> EXERCISE PROMPT:
Out of the lines below, please list those that hold the string "KnowledgeRecord".

> DATA SECTION:
/// Configuration for content extraction
#[derive(Debug, Clone, Serialize, Deserialize)]
#[serde(default)]
pub struct ExtractorConfig {
    /// Candidate regions in priority order
    pub region_selectors: Vec<RegionSelector>,

    /// Boilerplate removed from the chosen region
    pub exclude_selectors: Vec<String>,

    pub paragraph_selector: String,

    /// Headings tried in order for the page title
    pub title_selectors: Vec<String>,

    /// Extra elements consulted when too few paragraphs qualify
    pub supplement_selector: Option<String>,
    pub supplement_below: usize,
    pub supplement_min_chars: usize,
    pub supplement_limit: usize,

    /// A paragraph must be longer than this after cleaning
    pub min_paragraph_chars: usize,
    pub min_paragraphs: usize,
    pub max_paragraphs: usize,
    pub min_content_chars: usize,
    pub max_content_chars: usize,

    /// Literal wiki markers stripped from every paragraph
    pub noise_markers: Vec<String>,
}

impl Default for ExtractorConfig {
    fn default() -> Self {
        Self {
            region_selectors: vec![
                RegionSelector::new("div.mw-content-ltr.mw-parser-output", 100),
                RegionSelector::new("div.mw-parser-output", 100),
                RegionSelector::new("div#mw-content-text .mw-parser-output", 100),
                RegionSelector::new("div#mw-content-text", 100),
            ],
            exclude_selectors: [
                "table.infobox",
                "div.toc",
                "div.reflist",
                "div.navbox",
                "div.mw-references-wrap",
                "div.printfooter",
                "div.mw-indicator",
                "div.catlinks",
                "div.sister-project",
                "div.ambox",
                "div.metadata",
                "span.mw-editsection",
                "sup.reference",
                "ol.references",
                "table.wikitable",
                "div.thumb",
                "div.gallery",
            ]
            .into_iter()
            .map(String::from)
            .collect(),
            paragraph_selector: "p".to_string(),
            title_selectors: vec![
                "h1#firstHeading".to_string(),
                "h1.page-header__title".to_string(),
                "h1".to_string(),
            ],
            supplement_selector: None,
            supplement_below: 3,
            supplement_min_chars: 20,
            supplement_limit: 10,
            min_paragraph_chars: 10,
            min_paragraphs: 1,
            max_paragraphs: 20,
            min_content_chars: 50,
            max_content_chars: 3000,
            noise_markers: ["[编辑]", "[查]", "[论]", "[阅]"]
                .into_iter()
                .map(String::from)
                .collect(),
        }
    }
}

/// Builder for ExtractorConfig
#[derive(Debug, Default)]
pub struct ExtractorConfigBuilder {
    config: ExtractorConfig,
}

impl ExtractorConfigBuilder {
    pub fn new() -> Self {
        Self {
            config: ExtractorConfig::default(),
        }
    }

    pub fn region_selectors(mut self, selectors: Vec<RegionSelector>) -> Self {
        self.config.region_selectors = selectors;
        self
    }

    pub fn exclude_selectors(mut self, selectors: Vec<String>) -> Self {
        self.config.exclude_selectors = selectors;
        self
    }

    pub fn paragraph_selector(mut self, selector: impl Into<String>) -> Self {
        self.config.paragraph_selector = selector.into();
        self
    }

    pub fn supplement_selector(mut self, selector: impl Into<String>) -> Self {
        self.config.supplement_selector = Some(selector.into());
        self
    }

    pub fn min_paragraph_chars(mut self, chars: usize) -> Self {
        self.config.min_paragraph_chars = chars;
        self
    }

    pub fn min_paragraphs(mut self, count: usize) -> Self {
        self.config.min_paragraphs = count;
        self
    }

    pub fn max_paragraphs(mut self, count: usize) -> Self {
        self.config.max_paragraphs = count;
        self
    }

    pub fn min_content_chars(mut self, chars: usize) -> Self {
        self.config.min_content_chars = chars;
        self
    }

    pub fn max_content_chars(mut self, chars: usize) -> Self {
        self.config.max_content_chars = chars;
        self
    }

    pub fn build(self) -> ExtractorConfig {
        self.config
    }
}

impl ExtractorConfig {
    pub fn builder() -> ExtractorConfigBuilder {
        ExtractorConfigBuilder::new()
    }
}

/// Cleaned content of one page
#[derive(Debug, Clone, PartialEq, Eq, Serialize, Deserialize)]
pub struct ExtractedContent {
    pub title: String,
    pub paragraphs: Vec<String>,
    /// Paragraphs joined with blank lines and capped
    pub content: String,
    /// Character count of the chosen region before cleaning
    pub raw_length: usize,
    /// Region selector that won, `None` for the whole-document fallback
    pub matched_selector: Option<String>,
}

/// Extracts cleaned content with pre-parsed selectors
#[derive(Debug)]
pub struct ContentExtractor {
    config: ExtractorConfig,
    regions: Vec<(Selector, usize, String)>,
    excludes: Vec<Selector>,
    paragraph: Selector,
    titles: Vec<Selector>,
    supplement: Option<Selector>,
}

fn parse_selector(selector: &str) -> Result<Selector, ExtractError> {
    Selector::parse(selector).map_err(|e| ExtractError::InvalidSelector {
        selector: selector.to_string(),
        message: e.to_string(),
    })
}
//! The sequential crawl loop: fetch, extract, build, deduplicate, persist

use std::future::Future;
use tokio::sync::mpsc;
use tracing::{debug, info, info_span, instrument, warn, Instrument};

use super::config::CrawlerConfig;
use super::content_extraction::ContentExtractor;
use super::error::CrawlError;
use super::fetcher::PageFetcher;
use super::pacing::Pacer;
use super::storage::{CrawlReport, Duplicate, RecordStore};
use super::PageTarget;
use crate::knowledge::{KnowledgeRecord, RecordBuilder};

/// Why a page produced no record
#[derive(Debug, Clone, PartialEq, Eq)]
pub enum RejectReason {
    AlreadyCrawled,
    FetchFailed(String),
    ParseFailed(String),
    TooShort(String),
    Duplicate(Duplicate),
}

/// Result of processing one target
#[derive(Debug, Clone, PartialEq, Eq)]
pub enum PageOutcome {
    Accepted,
    Rejected(RejectReason),
}

/// Progress event sent after each target
#[derive(Debug, Clone)]
pub struct CrawlProgress {
    pub index: usize,
    pub total: usize,
    pub title: String,
    pub outcome: PageOutcome,
}

/// Crawls a list of targets for one domain
#[derive(Debug)]
pub struct Crawler<F: PageFetcher> {
    fetcher: F,
    extractor: ContentExtractor,
    builder: RecordBuilder,
    store: RecordStore,
    pacer: Pacer,
    config: CrawlerConfig,
}

impl<F: PageFetcher> Crawler<F> {
    pub fn new(
        fetcher: F,
        extractor: ContentExtractor,
        builder: RecordBuilder,
        store: RecordStore,
        config: CrawlerConfig,
    ) -> Self {
        let pacer = Pacer::new(config.delay(), config.jitter());
        Self {
            fetcher,
            extractor,
            builder,
            store,
            pacer,
            config,
        }
    }

    pub fn store(&self) -> &RecordStore {
        &self.store
    }

    /// Crawl all targets to completion
    pub async fn run(
        &mut self,
        targets: &[PageTarget],
        progress: Option<mpsc::Sender<CrawlProgress>>,
    ) -> Result<CrawlReport, CrawlError> {
        self.run_until(targets, progress, std::future::pending()).await
    }

    /// Crawl targets until done or until `shutdown` resolves.
    ///
    /// Shutdown cancels the page in flight, whether it is waiting on the pacer
    /// or being fetched, but never a page already being persisted. Whatever
    /// was accepted is flushed before returning.
    #[instrument(skip_all, fields(domain = %self.builder.profile().slug))]
    pub async fn run_until(
        &mut self,
        targets: &[PageTarget],
        progress: Option<mpsc::Sender<CrawlProgress>>,
        shutdown: impl Future<Output = ()>,
    ) -> Result<CrawlReport, CrawlError> {
        let limit = match self.config.max_pages {
            0 => targets.len(),
            n => n.min(targets.len()),
        };
        let targets = &targets[..limit];
        info!("Crawling {} pages", targets.len());

        tokio::pin!(shutdown);
        let mut interrupted = false;

        for (index, target) in targets.iter().enumerate() {
            let span = info_span!("page", index = index + 1, title = %target.title);
            let prepared = tokio::select! {
                biased;
                _ = &mut shutdown => {
                    warn!("Interrupted, saving partial results");
                    interrupted = true;
                    break;
                }
                prepared = self.prepare(target).instrument(span.clone()) => prepared,
            };

            let outcome = self
                .commit(target, prepared, targets.len())
                .instrument(span)
                .await?;

            if let Some(tx) = &progress {
                let _ = tx
                    .send(CrawlProgress {
                        index: index + 1,
                        total: targets.len(),
                        title: target.title.clone(),
                        outcome,
                    })
                    .await;
            }
        }

        let report = self.store.flush(targets.len(), interrupted).await?;
        info!(
            "Crawl finished: {} accepted, {} failed, {} duplicate, {} too short, {} skipped",
            report.stats.success,
            report.stats.failed,
            report.stats.duplicate,
            report.stats.too_short,
            report.stats.skipped
        );
        Ok(report)
    }

    /// Fetch, extract and build without touching the store
    async fn prepare(&self, target: &PageTarget) -> Result<KnowledgeRecord, RejectReason> {
        let url = target
            .resolve(&self.config.base_url)
            .map_err(|e| RejectReason::FetchFailed(e.to_string()))?;
        if self.store.has_crawled(&url) {
            return Err(RejectReason::AlreadyCrawled);
        }

        self.pacer.wait().await;
        let html = self
            .fetcher
            .fetch(&url)
            .await
            .map_err(|e| RejectReason::FetchFailed(e.to_string()))?;

        let extracted = self
            .extractor
            .extract(&html, &target.title)
            .map_err(|e| {
                if e.is_too_short() {
                    RejectReason::TooShort(e.to_string())
                } else {
                    RejectReason::ParseFailed(e.to_string())
                }
            })?;
        debug!(
            "Extracted {} paragraphs from {} raw characters",
            extracted.paragraphs.len(),
            extracted.raw_length
        );

        Ok(self.builder.build(&extracted, target, &url))
    }

    /// Deduplicate and persist a prepared page, updating statistics.
    ///
    /// `total_pages` is the size of the run, recorded in periodic reports.
    async fn commit(
        &mut self,
        target: &PageTarget,
        prepared: Result<KnowledgeRecord, RejectReason>,
        total_pages: usize,
    ) -> Result<PageOutcome, CrawlError> {
        let reason = match prepared {
            Ok(record) => {
                self.store.stats_mut().total_attempted += 1;
                match self.store.check_duplicate(&record) {
                    Some(kind) => RejectReason::Duplicate(kind),
                    None => {
                        info!(
                            "Accepted '{}' ({} characters, importance {})",
                            record.title,
                            record.content_chars(),
                            record.importance_score
                        );
                        self.store.accept(record, &target.category).await?;
                        let accepted = self.store.stats().success;
                        if self.config.flush_every > 0 && accepted % self.config.flush_every == 0 {
                            self.store.flush(total_pages, false).await?;
                        }
                        return Ok(PageOutcome::Accepted);
                    }
                }
            }
            Err(RejectReason::AlreadyCrawled) => RejectReason::AlreadyCrawled,
            Err(reason) => {
                self.store.stats_mut().total_attempted += 1;
                reason
            }
        };

        let url = target
            .resolve(&self.config.base_url)
            .unwrap_or_else(|_| target.url.clone());
        let stats = self.store.stats_mut();
        match &reason {
            RejectReason::AlreadyCrawled => stats.skipped += 1,
            RejectReason::Duplicate(_) => stats.duplicate += 1,
            RejectReason::TooShort(_) => stats.too_short += 1,
            RejectReason::FetchFailed(_) => stats.failed += 1,
            RejectReason::ParseFailed(_) => stats.parse_failed += 1,
        }
        match &reason {
            RejectReason::FetchFailed(error) | RejectReason::ParseFailed(error) => {
                warn!("Failed {}: {}", url, error);
                self.store.record_failure(&url, error).await?;
            }
            RejectReason::TooShort(error) => debug!("Too short {}: {}", url, error),
            RejectReason::Duplicate(kind) => debug!("Duplicate {} ({:?})", url, kind),
            RejectReason::AlreadyCrawled => debug!("Already crawled {}", url),
        }

        Ok(PageOutcome::Rejected(reason))
    }
}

> SOLUTION TO THIS TASK:
use crate::knowledge::{KnowledgeRecord, RecordBuilder};
    async fn prepare(&self, target: &PageTarget) -> Result<KnowledgeRecord, RejectReason> {
        prepared: Result<KnowledgeRecord, RejectReason>,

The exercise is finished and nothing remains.